Selain itu, pembangunan jembatan di Jalur Dua Bandara Rembele, Kabupaten Bener Meriah, juga terus dikebut dengan capaian progres saat ini berada di angka 12,5 persen. Tim teknis dari Kodam Iskandar Muda sedang melakukan perakitan material pendukung agar jembatan di area bandara ini dapat segera diselesaikan untuk menunjang kelancaran transportasi udara dan darat yang terintegrasi. Ketelitian dalam setiap baut dan sambungan baja menjadi prioritas guna menjamin keamanan pengguna jalan dalam jangka panjang.
Wujud Nyata Peran TNI AD dalam Percepatan Pembangunan
Program pembangunan Jembatan Bailey oleh Kodam Iskandar Muda merupakan wujud nyata dari peran TNI AD dalam membantu pemerintah mempercepat pemerataan pembangunan di seluruh pelosok tanah air. TNI AD melalui komando kewilayahan membuktikan bahwa fungsinya tidak hanya terbatas pada pertahanan kedaulatan, tetapi juga menjadi motor penggerak kesejahteraan masyarakat melalui aksi bakti yang nyata dan terukur.
Pangdam Kodam Iskandar Muda senantiasa menekankan bahwa setiap prajurit yang terlibat dalam proyek ini harus memiliki dedikasi tinggi dan integritas profesional. Setiap jembatan yang berdiri adalah simbol kemanunggalan TNI dengan rakyat Aceh.

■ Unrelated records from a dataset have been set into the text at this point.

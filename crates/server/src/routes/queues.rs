use axum::{
    Json, Router,
    extract::{Path, Query, State},
    response::Json as ResponseJson,
    routing::{get, post},
};
use db::models::{
    queue::{CreateQueue, Queue},
    queue_entry::QueueEntry,
};
use serde::{Deserialize, Serialize};
use services::services::queue::{JoinQueueRequest, JoinQueueResponse, QueueStatus};
use ts_rs::TS;
use utils::response::ApiResponse;
use uuid::Uuid;

use crate::{DeploymentImpl, error::ApiError, middleware::auth::MaybeCaller};

#[derive(Debug, Deserialize)]
pub struct QueueListQuery {
    pub barbershop_id: Uuid,
}

#[derive(Debug, Clone, Serialize, Deserialize, TS)]
pub struct CreateDefaultQueueRequest {
    pub barbershop_id: Uuid,
}

/// Body of a leave request; guests identify themselves by phone
#[derive(Debug, Clone, Serialize, Deserialize, TS)]
pub struct LeaveQueueRequest {
    pub customer_phone: Option<String>,
}

#[derive(Debug, Deserialize)]
pub struct QueueStatusQuery {
    pub customer_phone: Option<String>,
}

/// GET /api/queues?barbershop_id=...
pub async fn list_queues(
    State(deployment): State<DeploymentImpl>,
    Query(query): Query<QueueListQuery>,
) -> Result<ResponseJson<ApiResponse<Vec<Queue>>>, ApiError> {
    let queues = deployment.queues().list_queues(query.barbershop_id).await?;
    Ok(ResponseJson(ApiResponse::success(queues)))
}

/// POST /api/queues (administrators only)
pub async fn create_queue(
    State(deployment): State<DeploymentImpl>,
    caller: MaybeCaller,
    Json(payload): Json<CreateQueue>,
) -> Result<ResponseJson<ApiResponse<Queue>>, ApiError> {
    let queue = deployment
        .queues()
        .create_queue(caller.caller(), payload)
        .await?;
    Ok(ResponseJson(ApiResponse::success(queue)))
}

/// POST /api/queues/create-default
pub async fn create_default_queue(
    State(deployment): State<DeploymentImpl>,
    Json(payload): Json<CreateDefaultQueueRequest>,
) -> Result<ResponseJson<ApiResponse<Vec<Queue>>>, ApiError> {
    let queues = deployment
        .queues()
        .create_default_queue(payload.barbershop_id)
        .await?;
    Ok(ResponseJson(ApiResponse::success(queues)))
}

/// POST /api/queues/{id}/join
pub async fn join_queue(
    State(deployment): State<DeploymentImpl>,
    caller: MaybeCaller,
    Path(id): Path<Uuid>,
    Json(payload): Json<JoinQueueRequest>,
) -> Result<ResponseJson<ApiResponse<JoinQueueResponse>>, ApiError> {
    let joined = deployment
        .queues()
        .join(id, caller.caller(), payload)
        .await?;
    Ok(ResponseJson(ApiResponse::success_with_message(
        joined,
        "Joined the queue",
    )))
}

/// POST /api/queues/{id}/leave
pub async fn leave_queue(
    State(deployment): State<DeploymentImpl>,
    caller: MaybeCaller,
    Path(id): Path<Uuid>,
    payload: Option<Json<LeaveQueueRequest>>,
) -> Result<ResponseJson<ApiResponse<QueueEntry>>, ApiError> {
    let customer_phone = payload.and_then(|Json(body)| body.customer_phone);
    let entry = deployment
        .queues()
        .leave(id, caller.caller(), customer_phone.as_deref())
        .await?;
    Ok(ResponseJson(ApiResponse::success_with_message(
        entry,
        "Left the queue",
    )))
}

/// GET /api/queues/{id}/status?customer_phone=...
pub async fn queue_status(
    State(deployment): State<DeploymentImpl>,
    caller: MaybeCaller,
    Path(id): Path<Uuid>,
    Query(query): Query<QueueStatusQuery>,
) -> Result<ResponseJson<ApiResponse<QueueStatus>>, ApiError> {
    let status = deployment
        .queues()
        .status(id, caller.caller(), query.customer_phone.as_deref())
        .await?;
    Ok(ResponseJson(ApiResponse::success(status)))
}

pub fn router(_deployment: &DeploymentImpl) -> Router<DeploymentImpl> {
    Router::new()
        .route("/queues", get(list_queues).post(create_queue))
        .route("/queues/create-default", post(create_default_queue))
        .nest(
            "/queues/{id}",
            Router::new()
                .route("/join", post(join_queue))
                .route("/leave", post(leave_queue))
                .route("/status", get(queue_status)),
        )
}
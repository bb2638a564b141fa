use chrono::{DateTime, Utc};
use serde::{Deserialize, Serialize};
use sqlx::{Executor, FromRow, Sqlite, SqlitePool};
use ts_rs::TS;
use uuid::Uuid;

/// One on-duty session of a barber at a shop. At most one row per barber is
/// active at a time; ending a session sets `ended_at` and clears `is_active`.
#[derive(Debug, Clone, FromRow, Serialize, Deserialize, TS)]
pub struct BarberStatus {
    pub id: Uuid,
    pub barber_id: Uuid,
    pub barbershop_id: Uuid,
    pub is_active: bool,
    pub started_at: DateTime<Utc>,
    pub ended_at: Option<DateTime<Utc>>,
    pub created_at: DateTime<Utc>,
    pub updated_at: DateTime<Utc>,
}

#[derive(Debug, Clone, FromRow, Serialize, Deserialize, TS)]
pub struct ActiveBarber {
    pub id: Uuid,
    pub name: String,
    pub avatar_url: Option<String>,
    pub barbershop_id: Uuid,
    pub started_at: DateTime<Utc>,
}

impl BarberStatus {
    pub async fn find_active_for_barber<'e, E>(
        executor: E,
        barber_id: Uuid,
    ) -> Result<Option<Self>, sqlx::Error>
    where
        E: Executor<'e, Database = Sqlite>,
    {
        sqlx::query_as::<_, BarberStatus>(
            r#"SELECT * FROM barber_status
               WHERE barber_id = $1 AND is_active = 1
               ORDER BY started_at DESC
               LIMIT 1"#,
        )
        .bind(barber_id)
        .fetch_optional(executor)
        .await
    }

    pub async fn is_active_at<'e, E>(
        executor: E,
        barber_id: Uuid,
        barbershop_id: Uuid,
    ) -> Result<bool, sqlx::Error>
    where
        E: Executor<'e, Database = Sqlite>,
    {
        let count = sqlx::query_scalar::<_, i64>(
            r#"SELECT COUNT(*) FROM barber_status
               WHERE barber_id = $1 AND barbershop_id = $2 AND is_active = 1"#,
        )
        .bind(barber_id)
        .bind(barbershop_id)
        .fetch_one(executor)
        .await?;
        Ok(count > 0)
    }

    pub async fn create_active<'e, E>(
        executor: E,
        barber_id: Uuid,
        barbershop_id: Uuid,
    ) -> Result<Self, sqlx::Error>
    where
        E: Executor<'e, Database = Sqlite>,
    {
        let now = Utc::now();
        sqlx::query_as::<_, BarberStatus>(
            r#"INSERT INTO barber_status (id, barber_id, barbershop_id, is_active, started_at, created_at, updated_at)
               VALUES ($1, $2, $3, 1, $4, $4, $4)
               RETURNING *"#,
        )
        .bind(Uuid::new_v4())
        .bind(barber_id)
        .bind(barbershop_id)
        .bind(now)
        .fetch_one(executor)
        .await
    }

    /// Ends every open session of the barber, wherever it was started.
    /// Returns the number of sessions closed.
    pub async fn end_all_for_barber<'e, E>(executor: E, barber_id: Uuid) -> Result<u64, sqlx::Error>
    where
        E: Executor<'e, Database = Sqlite>,
    {
        let now = Utc::now();
        let result = sqlx::query(
            r#"UPDATE barber_status
               SET is_active = 0, ended_at = $2, updated_at = $2
               WHERE barber_id = $1 AND is_active = 1"#,
        )
        .bind(barber_id)
        .bind(now)
        .execute(executor)
        .await?;
        Ok(result.rows_affected())
    }

    /// Barbers currently on duty at a shop, in the order they clocked in
    pub async fn find_active_barbers(
        pool: &SqlitePool,
        barbershop_id: Uuid,
    ) -> Result<Vec<ActiveBarber>, sqlx::Error> {
        sqlx::query_as::<_, ActiveBarber>(
            r#"SELECT u.id, u.name, u.avatar_url, bs.barbershop_id, bs.started_at
               FROM barber_status bs
               JOIN users u ON u.id = bs.barber_id
               WHERE bs.barbershop_id = $1 AND bs.is_active = 1
               ORDER BY bs.started_at ASC"#,
        )
        .bind(barbershop_id)
        .fetch_all(pool)
        .await
    }

    pub async fn count_active(pool: &SqlitePool, barbershop_id: Uuid) -> Result<i64, sqlx::Error> {
        sqlx::query_scalar::<_, i64>(
            r#"SELECT COUNT(*) FROM barber_status WHERE barbershop_id = $1 AND is_active = 1"#,
        )
        .bind(barbershop_id)
        .fetch_one(pool)
        .await
    }
}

Dengan pulihnya konektivitas, diharapkan kesejahteraan masyarakat meningkat seiring dengan lancarnya arus distribusi barang dan jasa di Bumi Serambi Mekkah.
Harapan Tuntasnya Seluruh Target Strategis
Melalui semangat gotong royong dan profesionalisme prajurit Zeni, diharapkan seluruh target pembangunan jembatan oleh Kodam Iskandar Muda dapat segera tuntas tepat waktu. Manfaat yang luas bagi masyarakat adalah tujuan utama dari pengabdian ini. Jembatan-jembatan baja ini akan menjadi saksi sejarah betapa kuatnya sinergi antara TNI dan rakyat dalam membangun kemajuan daerah pasca konflik maupun pasca bencana.
Laporan eksklusif ini kami sajikan sebagai bentuk apresiasi atas kinerja positif aparat teritorial di lapangan. Thewasesanews akan terus mengawal dan mengabarkan setiap gerak maju pembangunan yang dilakukan oleh Kodam Iskandar Muda demi masa depan Aceh yang lebih gemilang dan terintegrasi secara infrastruktur.